Angin malam menyeruak di antara kaca taksi yang aku buka sebagian. Dingin malam mengelus kulit putihku yang terbuka. Aku tidak sempat memakai baju hangat atau jaket.
Pesan singkat yang aku dapat dari Riyan, kakak lelakiku satu-satunya, membuat aku benar-benar syok.
"Ke Rumah Sakit sekarang juga!"
Tanpa berpikir apa-apa lagi, aku langsung memesan taksi, dan pergi menuju Rumah Sakit.
"Ya Tuhan ... semoga tidak terjadi apa-apa dengannya. Aku sangat menyayangi dan mencintainya. Kumohon sembuhkan dia Tuhan," bisikku dalam hati.
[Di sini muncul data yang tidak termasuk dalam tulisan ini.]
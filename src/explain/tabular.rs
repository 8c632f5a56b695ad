//! Local explanations for tabular instances
//!
//! Perturbations are drawn per feature from the reference (training)
//! empirical distribution; the surrogate sees binary match indicators
//! against the instance. Numeric features compare by reference quartile
//! rather than exact value, so "similar age" counts as a match.

use anyhow::{Context, Result};
use ndarray::{Array1, Array2};
use polars::prelude::*;
use rand::rngs::StdRng;
use rand::{Rng, SeedableRng};

use super::surrogate::{fit_weighted_ridge, kernel_weight};
use super::{Explanation, ExplainerConfig};
use crate::model::{Classifier, FeatureEncoder};

/// Ridge strength for the surrogate fit; keeps constant indicator columns
/// from making the normal equations singular.
const SURROGATE_PENALTY: f64 = 1e-3;

enum ReferenceValues {
    Categorical(Vec<String>),
    Numeric { values: Vec<f64>, quartiles: [f64; 3] },
}

struct ReferenceColumn {
    name: String,
    values: ReferenceValues,
}

enum InstanceValue {
    Categorical(String),
    Numeric(f64),
}

/// Explains single predictions of a tabular classifier.
pub struct TabularExplainer<'a> {
    columns: Vec<ReferenceColumn>,
    encoder: &'a FeatureEncoder,
    config: ExplainerConfig,
}

impl<'a> TabularExplainer<'a> {
    /// Build an explainer around a reference frame (normally the training
    /// partition) and the encoder the model was trained with.
    pub fn new(
        reference: &DataFrame,
        label: &str,
        encoder: &'a FeatureEncoder,
        config: ExplainerConfig,
    ) -> Result<Self> {
        if reference.height() == 0 {
            anyhow::bail!("reference frame is empty");
        }
        let mut columns = Vec::new();
        for column in reference.get_columns() {
            let name = column.name().to_string();
            if name == label {
                continue;
            }
            let values = if column.dtype() == &DataType::String {
                ReferenceValues::Categorical(
                    column
                        .str()?
                        .into_iter()
                        .map(|v| v.unwrap_or("").to_string())
                        .collect(),
                )
            } else {
                let values: Vec<f64> = column
                    .cast(&DataType::Float64)?
                    .f64()?
                    .into_iter()
                    .map(|v| v.unwrap_or(0.0))
                    .collect();
                let quartiles = quartiles(&values);
                ReferenceValues::Numeric { values, quartiles }
            };
            columns.push(ReferenceColumn { name, values });
        }
        Ok(Self {
            columns,
            encoder,
            config,
        })
    }

    /// Explain the prediction for one row of `test`.
    ///
    /// Returns one `Explanation` per requested label, most probable label
    /// first, each carrying exactly `num_features` contributions (fewer if
    /// the instance has fewer features).
    pub fn explain(
        &self,
        test: &DataFrame,
        index: usize,
        model: &dyn Classifier,
    ) -> Result<Vec<Explanation>> {
        if index >= test.height() {
            anyhow::bail!(
                "instance index {} out of range for test set of {} rows",
                index,
                test.height()
            );
        }

        let instance = self.instance_values(test, index)?;
        let num_features = self.columns.len();
        let num_samples = self.config.num_samples.max(2);
        let mut rng = StdRng::seed_from_u64(self.config.seed);

        // sampled feature values, column-major, row 0 is the instance itself
        let mut sampled: Vec<Vec<usize>> = Vec::with_capacity(num_features);
        let mut z = Array2::<f64>::zeros((num_samples, num_features));
        for (feature, column) in self.columns.iter().enumerate() {
            let len = match &column.values {
                ReferenceValues::Categorical(values) => values.len(),
                ReferenceValues::Numeric { values, .. } => values.len(),
            };
            let mut picks = Vec::with_capacity(num_samples);
            picks.push(usize::MAX); // sentinel: row 0 keeps the instance value
            z[[0, feature]] = 1.0;
            for sample in 1..num_samples {
                let pick = rng.gen_range(0..len);
                picks.push(pick);
                if self.matches_instance(column, &instance[feature], pick) {
                    z[[sample, feature]] = 1.0;
                }
            }
            sampled.push(picks);
        }

        let perturbed = self.assemble_frame(&instance, &sampled, num_samples)?;
        let features = self.encoder.transform(&perturbed)?;
        let probs = model
            .predict_proba(&features)
            .context("model failed on perturbed instances")?;

        let weights = proximity_weights(&z, self.config.kernel_width);
        let names = self.display_names(&instance);

        // explain the most probable labels for this instance
        let instance_probs = probs.row(0);
        let mut label_order: Vec<usize> = (0..instance_probs.len()).collect();
        label_order.sort_by(|a, b| {
            instance_probs[*b]
                .partial_cmp(&instance_probs[*a])
                .unwrap_or(std::cmp::Ordering::Equal)
        });

        let mut explanations = Vec::new();
        for &label in label_order.iter().take(self.config.num_labels.max(1)) {
            let y = probs.column(label).to_owned();
            let (intercept, coefficients) =
                fit_weighted_ridge(z.view(), y.view(), weights.view(), SURROGATE_PENALTY)?;
            explanations.push(Explanation {
                class: model.classes()[label].clone(),
                probability: instance_probs[label],
                intercept,
                weights: Explanation::top_features(
                    &names,
                    coefficients.as_slice().unwrap_or(&[]),
                    self.config.num_features,
                ),
            });
        }
        Ok(explanations)
    }

    fn instance_values(&self, test: &DataFrame, index: usize) -> Result<Vec<InstanceValue>> {
        self.columns
            .iter()
            .map(|column| {
                let source = test
                    .column(&column.name)
                    .with_context(|| format!("column '{}' missing from test frame", column.name))?;
                match &column.values {
                    ReferenceValues::Categorical(_) => Ok(InstanceValue::Categorical(
                        source
                            .str()?
                            .get(index)
                            .unwrap_or("")
                            .to_string(),
                    )),
                    ReferenceValues::Numeric { .. } => Ok(InstanceValue::Numeric(
                        source
                            .cast(&DataType::Float64)?
                            .f64()?
                            .get(index)
                            .unwrap_or(0.0),
                    )),
                }
            })
            .collect()
    }

    fn matches_instance(
        &self,
        column: &ReferenceColumn,
        instance: &InstanceValue,
        pick: usize,
    ) -> bool {
        match (&column.values, instance) {
            (ReferenceValues::Categorical(values), InstanceValue::Categorical(current)) => {
                &values[pick] == current
            }
            (ReferenceValues::Numeric { values, quartiles }, InstanceValue::Numeric(current)) => {
                quartile_bucket(values[pick], quartiles) == quartile_bucket(*current, quartiles)
            }
            _ => false,
        }
    }

    fn assemble_frame(
        &self,
        instance: &[InstanceValue],
        sampled: &[Vec<usize>],
        num_samples: usize,
    ) -> Result<DataFrame> {
        let mut columns = Vec::with_capacity(self.columns.len());
        for (feature, column) in self.columns.iter().enumerate() {
            match (&column.values, &instance[feature]) {
                (ReferenceValues::Categorical(values), InstanceValue::Categorical(current)) => {
                    let rendered: Vec<String> = (0..num_samples)
                        .map(|sample| {
                            let pick = sampled[feature][sample];
                            if pick == usize::MAX {
                                current.clone()
                            } else {
                                values[pick].clone()
                            }
                        })
                        .collect();
                    columns.push(Column::new(column.name.as_str().into(), rendered));
                }
                (ReferenceValues::Numeric { values, .. }, InstanceValue::Numeric(current)) => {
                    let rendered: Vec<f64> = (0..num_samples)
                        .map(|sample| {
                            let pick = sampled[feature][sample];
                            if pick == usize::MAX {
                                *current
                            } else {
                                values[pick]
                            }
                        })
                        .collect();
                    columns.push(Column::new(column.name.as_str().into(), rendered));
                }
                _ => anyhow::bail!("instance value type mismatch for '{}'", column.name),
            }
        }
        Ok(DataFrame::new(columns)?)
    }

    /// Human-readable identifier per feature, anchored on the instance.
    fn display_names(&self, instance: &[InstanceValue]) -> Vec<String> {
        self.columns
            .iter()
            .zip(instance)
            .map(|(column, value)| match (&column.values, value) {
                (ReferenceValues::Categorical(_), InstanceValue::Categorical(current)) => {
                    format!("{}={}", column.name, current)
                }
                (ReferenceValues::Numeric { quartiles, .. }, InstanceValue::Numeric(current)) => {
                    describe_bucket(&column.name, *current, quartiles)
                }
                _ => column.name.clone(),
            })
            .collect()
    }
}

/// Proximity weight per perturbation: distance is the fraction of
/// features that no longer match the instance.
fn proximity_weights(z: &Array2<f64>, kernel_width: f64) -> Array1<f64> {
    let features = z.ncols() as f64;
    Array1::from_iter(
        z.rows()
            .into_iter()
            .map(|row| kernel_weight(1.0 - row.sum() / features, kernel_width)),
    )
}

/// Nearest-rank quartile boundaries of an unsorted slice.
fn quartiles(values: &[f64]) -> [f64; 3] {
    let mut sorted = values.to_vec();
    sorted.sort_by(|a, b| a.partial_cmp(b).unwrap_or(std::cmp::Ordering::Equal));
    let pick = |p: f64| {
        let idx = ((sorted.len() - 1) as f64 * p).round() as usize;
        sorted[idx]
    };
    [pick(0.25), pick(0.5), pick(0.75)]
}

fn quartile_bucket(value: f64, quartiles: &[f64; 3]) -> usize {
    if value <= quartiles[0] {
        0
    } else if value <= quartiles[1] {
        1
    } else if value <= quartiles[2] {
        2
    } else {
        3
    }
}

fn describe_bucket(name: &str, value: f64, quartiles: &[f64; 3]) -> String {
    match quartile_bucket(value, quartiles) {
        0 => format!("{} <= {}", name, quartiles[0]),
        1 => format!("{} < {} <= {}", quartiles[0], name, quartiles[1]),
        2 => format!("{} < {} <= {}", quartiles[1], name, quartiles[2]),
        _ => format!("{} > {}", name, quartiles[2]),
    }
}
Aku membuka telepon genggam. Pukul duabelas lewat limabelas menit. Di pojok layar tertera tanggal 22 Desember 2015.
"Hari Ibu" desisku.
Mataku menerawang jauh.
Ibu, seharusnya dia ada ketika aku sedang membutuhkan. Ibulah yang membelai rambutku ketika aku ingin bermanja-manja. Ibulah yang mengelus pipiku ketika aku sedang bersedih. Ibulah yang pertamakali gelisah ketika aku sedang sakit. Ibu jugalah yang pertamakali mengucapkan selamat ulang tahun ketika hari bahagia itu datang. Tapi nyatanya tidak! Â Dia sibuk dengan sikap profesionalnya. Ibuku adalah wanita karir yang waktunya tersita dengan segudang pekerjaan. Karena banyaknya pekerjaan dan jadwal-jadwal ... sehingga lupa akan kewajibannya, lupa akan suasana rumah dan lupa jika dia punya aku dan juga kakakku.
Bip ... bip ...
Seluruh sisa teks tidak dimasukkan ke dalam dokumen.